Group Policy administration consists of creating new GPOs, deleting GPOs, and editing existing policy settings, as described in section 2.1.3.2. In policy administration mode, the Group Policy administrator uses the Administrative tool to locate the Group Policy server and interact with the same Active Directory objects as occurs during policy application by the Group Policy client. However, the Administrative tool does not directly apply policy settings to the Group Policy client. Instead, it only enables the Group Policy administrator to create, update, or delete policy settings, and then update the Group Policy server with those configurations via LDAP. Thereafter, following a Group Policy trigger, the Group Policy client accesses those updated or new objects and associated settings during the policy application process.

Policy administration also applies to modifying and authoring Group Policy extension settings, in addition to authoring Administrative template settings:

Modifying extension settings: GPOs that contain classes of settings for a specific Administrative tool extension are identified by an Administrative tool extension GUID, which is used to invoke the extension protocol that can retrieve the associated settings from a GPO for updating. The retrieval process is facilitated by the Administrative tool, which invokes LDAP and a file access protocol to access the settings. After extension settings are edited, the Administrative tool sends an LDAP modifyRequest to update the logical component of a GPO and a file access open/write request to update the Group Policy file share location where the extension policy files reside.

Authoring extension settings: When authoring new extension settings for a new GPO, the Group Policy administrator first creates the new GPO by following the processes described in section 2.1.3.2.1. Thereafter, the Group Policy administrator can use the Administrative tool to author settings for an Administrative tool extension. When this occurs, the Administrative tool sends an LDAP addRequest to Active Directory to write the Administrative tool extension GUID and client-side extension GUID (CSE GUID) to the Extension lists of the GPO. These attributes enable the Group Policy client to determine which Group Policy extensions settings to apply to the Group Policy client during the policy application process.

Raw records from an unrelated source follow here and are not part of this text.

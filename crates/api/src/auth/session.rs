//! Session-token verification.
//!
//! The identity provider issues HS256-signed session JWTs. The caller sends
//! one as `Authorization: Bearer <token>` or in the `__session` cookie; a
//! valid signature and unexpired `exp` identify the caller by `sub`.

use axum::http::header::{AUTHORIZATION, COOKIE};
use axum::http::HeaderMap;
use jsonwebtoken::{decode, DecodingKey, Validation};
use serde::{Deserialize, Serialize};

use crate::config::optional_env;

/// Cookie carrying the session token for browser callers.
pub const SESSION_COOKIE: &str = "__session";

/// Default identity provider backend API base URL.
pub const DEFAULT_IDENTITY_API_URL: &str = "https://api.clerk.com/v1";

/// Claims carried by a session token.
#[derive(Debug, Serialize, Deserialize, Clone)]
pub struct Claims {
    /// Subject -- the identity provider's user id.
    pub sub: String,
    /// Expiration time (UTC Unix timestamp).
    pub exp: i64,
    /// Issued-at time (UTC Unix timestamp).
    #[serde(default)]
    pub iat: i64,
}

/// Identity provider configuration.
#[derive(Debug, Clone)]
pub struct SessionConfig {
    /// HMAC-SHA256 secret used to verify session tokens.
    pub jwt_secret: String,
    /// Backend API base URL for user metadata updates.
    pub api_url: String,
    /// Backend API secret key.
    pub secret_key: String,
}

impl SessionConfig {
    /// Load identity configuration from environment variables.
    ///
    /// | Env Var               | Required | Default                    |
    /// |-----------------------|----------|----------------------------|
    /// | `SESSION_JWT_SECRET`  | **yes**  | --                         |
    /// | `IDENTITY_SECRET_KEY` | **yes**  | --                         |
    /// | `IDENTITY_API_URL`    | no       | `https://api.clerk.com/v1` |
    ///
    /// # Panics
    ///
    /// Panics if a required variable is unset or empty.
    pub fn from_env() -> Self {
        let jwt_secret =
            optional_env("SESSION_JWT_SECRET").expect("SESSION_JWT_SECRET must be set");
        let secret_key =
            optional_env("IDENTITY_SECRET_KEY").expect("IDENTITY_SECRET_KEY must be set");
        let api_url =
            optional_env("IDENTITY_API_URL").unwrap_or_else(|| DEFAULT_IDENTITY_API_URL.into());

        Self {
            jwt_secret,
            api_url,
            secret_key,
        }
    }
}

/// Validate and decode a session token, returning its [`Claims`].
///
/// Checks the signature and expiration.
pub fn validate_token(token: &str, secret: &str) -> Result<Claims, jsonwebtoken::errors::Error> {
    let token_data = decode::<Claims>(
        token,
        &DecodingKey::from_secret(secret.as_bytes()),
        &Validation::default(), // HS256, validates exp
    )?;
    Ok(token_data.claims)
}

/// Pull the raw session token out of the request headers.
///
/// The `Authorization` header wins over the cookie when both are present.
pub fn session_token(headers: &HeaderMap) -> Option<&str> {
    let bearer = headers
        .get(AUTHORIZATION)
        .and_then(|v| v.to_str().ok())
        .and_then(|v| v.strip_prefix("Bearer "))
        .map(str::trim)
        .filter(|t| !t.is_empty());
    if bearer.is_some() {
        return bearer;
    }

    headers
        .get_all(COOKIE)
        .iter()
        .filter_map(|v| v.to_str().ok())
        .flat_map(|v| v.split(';'))
        .filter_map(|pair| pair.trim().split_once('='))
        .find(|(name, _)| *name == SESSION_COOKIE)
        .map(|(_, value)| value)
        .filter(|t| !t.is_empty())
}
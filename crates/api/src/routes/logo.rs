//! Route definitions for logo generation.
//!
//! ```text
//! POST   /generate-logo                  generate_logo
//! ```

use axum::routing::post;
use axum::Router;

use crate::handlers::logo;
use crate::state::AppState;

pub fn router() -> Router<AppState> {
    Router::new().route("/generate-logo", post(logo::generate_logo))
}
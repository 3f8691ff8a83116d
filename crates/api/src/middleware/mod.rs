//! Request extractors.
//!
//! - [`auth::AuthUser`] -- Resolves the caller through the identity provider.

pub mod auth;
//! Prompt rendering for logo generation.
//!
//! [`render_prompt`] is a pure function of the validated request: the same
//! input always produces the same text. Both hex colors and the company
//! name are embedded verbatim.

use std::fmt::Write as _;

use crate::request::LogoRequest;

/// Quality and format requirements appended to every prompt.
const QUALITY_REQUIREMENTS: &str = "\
Requirements:
- Vector-style artwork with crisp edges, suitable for a brand mark
- Centered composition on a plain square canvas
- No photographic backgrounds, mockups, or watermarks
- Text, if rendered, must be legible and spelled exactly as given
- High contrast between the mark and the background";

/// Render the generation prompt for a validated request.
pub fn render_prompt(request: &LogoRequest) -> String {
    let primary = &request.selected_primary_color;
    let background = &request.selected_background_color;

    let mut prompt = String::new();

    // `write!` into a String cannot fail.
    let _ = writeln!(
        prompt,
        "Use exactly these colors: primary color {primary} and background color {background}. \
         Match the hex values precisely."
    );
    let _ = writeln!(
        prompt,
        "Design a single professional logo in this style: {}.",
        request.selected_style.fragment()
    );
    let _ = writeln!(
        prompt,
        "The company name is \"{}\" and it must appear in the logo.",
        request.company_name
    );
    if let Some(info) = request.additional_info() {
        let _ = writeln!(prompt, "Additional details: {info}");
    }
    let _ = writeln!(prompt, "{QUALITY_REQUIREMENTS}");
    let _ = write!(
        prompt,
        "Most important: the primary color must be exactly {primary} and the background must be \
         exactly {background}, with no other dominant colors."
    );

    prompt
}

// ---------------------------------------------------------------------------
// Tests
// ---------------------------------------------------------------------------

#[cfg(test)]
mod tests {
    use super::*;
    use crate::style::LogoStyle;

    fn acme() -> LogoRequest {
        LogoRequest {
            user_api_key: None,
            company_name: "Acme".to_string(),
            selected_style: LogoStyle::Minimal,
            selected_primary_color: "#112233".to_string(),
            selected_background_color: "#ffffff".to_string(),
            additional_info: None,
        }
    }

    #[test]
    fn prompt_embeds_colors_name_and_style_fragment() {
        let prompt = render_prompt(&acme());
        assert!(prompt.contains("#112233"));
        assert!(prompt.contains("#ffffff"));
        assert!(prompt.contains("\"Acme\""));
        assert!(prompt.contains(LogoStyle::Minimal.fragment()));
    }

    #[test]
    fn prompt_repeats_color_emphasis_at_the_end() {
        let prompt = render_prompt(&acme());
        let last = prompt.lines().last().unwrap();
        assert!(last.contains("#112233") && last.contains("#ffffff"));
    }

    #[test]
    fn additional_info_line_only_when_present() {
        let without = render_prompt(&acme());
        assert!(!without.contains("Additional details"));

        let mut req = acme();
        req.additional_info = Some("a small rocket".to_string());
        let with = render_prompt(&req);
        assert!(with.contains("Additional details: a small rocket"));
    }

    #[test]
    fn rendering_is_deterministic() {
        assert_eq!(render_prompt(&acme()), render_prompt(&acme()));
    }

    #[test]
    fn company_name_is_not_altered() {
        let mut req = acme();
        req.company_name = "  ÜberCo & Sons  ".to_string();
        assert!(render_prompt(&req).contains("\"  ÜberCo & Sons  \""));
    }

    #[test]
    fn includes_quality_block() {
        assert!(render_prompt(&acme()).contains(QUALITY_REQUIREMENTS));
    }
}
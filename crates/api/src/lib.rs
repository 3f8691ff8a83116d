//! Logoforge API server library.
//!
//! Exposes the building blocks (config, state, error handling, collaborator
//! adapters, routes) so integration tests and the binary entrypoint share
//! them.

pub mod auth;
pub mod config;
pub mod error;
pub mod handlers;
pub mod middleware;
pub mod quota;
pub mod response;
pub mod router;
pub mod routes;
pub mod state;
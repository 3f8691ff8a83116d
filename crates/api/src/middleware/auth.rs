//! Authentication extractor for Axum handlers.

use axum::extract::FromRequestParts;
use axum::http::request::Parts;

use crate::error::AppError;
use crate::state::AppState;

/// Authenticated caller resolved through the configured identity provider.
///
/// Rejects anonymous requests with [`AppError::Unauthenticated`] before the
/// body is read:
///
/// ```ignore
/// async fn my_handler(user: AuthUser) -> AppResult<Json<()>> {
///     tracing::info!(user_id = %user.user_id, "handling request");
///     Ok(Json(()))
/// }
/// ```
#[derive(Debug, Clone)]
pub struct AuthUser {
    /// The identity provider's user id.
    pub user_id: String,
}

impl FromRequestParts<AppState> for AuthUser {
    type Rejection = AppError;

    async fn from_request_parts(
        parts: &mut Parts,
        state: &AppState,
    ) -> Result<Self, Self::Rejection> {
        let identity = state
            .identity
            .current_user(&parts.headers)
            .await
            .ok_or(AppError::Unauthenticated)?;

        Ok(AuthUser {
            user_id: identity.user_id,
        })
    }
}
//! Usage quota constants and the values exchanged with the rate-limit store
//! and the identity provider's user metadata.

use serde::{Deserialize, Serialize};

// ---------------------------------------------------------------------------
// Constants
// ---------------------------------------------------------------------------

/// Generations allowed per caller per window.
pub const QUOTA_LIMIT: u32 = 3;

/// Fixed window length: 60 days.
pub const QUOTA_WINDOW_SECS: u64 = 60 * 24 * 60 * 60;

/// Namespace prefix for every counter key.
pub const QUOTA_KEY_PREFIX: &str = "logoforge";

/// Metadata marker recorded for callers who bring their own key.
pub const BYOK_MARKER: &str = "BYOK";

/// Counter key for a caller.
pub fn quota_key(user_id: &str) -> String {
    format!("{QUOTA_KEY_PREFIX}:{user_id}")
}

// ---------------------------------------------------------------------------
// Decisions
// ---------------------------------------------------------------------------

/// Outcome of consuming one unit from the counter.
#[derive(Debug, Clone, Copy, PartialEq, Eq)]
pub struct QuotaDecision {
    pub allowed: bool,
    pub remaining: u32,
}

impl QuotaDecision {
    pub fn allowed(remaining: u32) -> Self {
        Self {
            allowed: true,
            remaining,
        }
    }

    pub fn denied() -> Self {
        Self {
            allowed: false,
            remaining: 0,
        }
    }
}

// ---------------------------------------------------------------------------
// Caller-visible metadata
// ---------------------------------------------------------------------------

/// Remaining-credit value written to the caller's identity record.
///
/// Serializes as a bare number or the string `"BYOK"`.
#[derive(Debug, Clone, Copy, PartialEq, Eq)]
pub enum RemainingCredits {
    Count(u32),
    Byok,
}

impl Serialize for RemainingCredits {
    fn serialize<S: serde::Serializer>(&self, serializer: S) -> Result<S::Ok, S::Error> {
        match self {
            RemainingCredits::Count(n) => serializer.serialize_u32(*n),
            RemainingCredits::Byok => serializer.serialize_str(BYOK_MARKER),
        }
    }
}

impl<'de> Deserialize<'de> for RemainingCredits {
    fn deserialize<D: serde::Deserializer<'de>>(deserializer: D) -> Result<Self, D::Error> {
        #[derive(Deserialize)]
        #[serde(untagged)]
        enum Raw {
            Count(u32),
            Marker(String),
        }

        match Raw::deserialize(deserializer)? {
            Raw::Count(n) => Ok(RemainingCredits::Count(n)),
            Raw::Marker(s) if s == BYOK_MARKER => Ok(RemainingCredits::Byok),
            Raw::Marker(other) => Err(serde::de::Error::custom(format!(
                "expected a number or \"{BYOK_MARKER}\", got \"{other}\""
            ))),
        }
    }
}

impl From<QuotaDecision> for RemainingCredits {
    fn from(decision: QuotaDecision) -> Self {
        RemainingCredits::Count(decision.remaining)
    }
}

/// The metadata document pushed to the identity provider.
#[derive(Debug, Clone, Copy, PartialEq, Eq, Serialize, Deserialize)]
pub struct QuotaMetadata {
    pub remaining: RemainingCredits,
}

// ---------------------------------------------------------------------------
// Tests
// ---------------------------------------------------------------------------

Configuring administrative template settings: Policy administration includes the configuration of Administrative template settings that are accessible from a management tool such as the GPMC. The Administrative template policy configurations generate registry settings that are stored in the file registry.pol, which is located on the Group Policy file share. During policy application, this file is read by the Group Policy: Registry Extension Encoding protocol [MS-GPREG], and its settings are applied to the Group Policy client registry.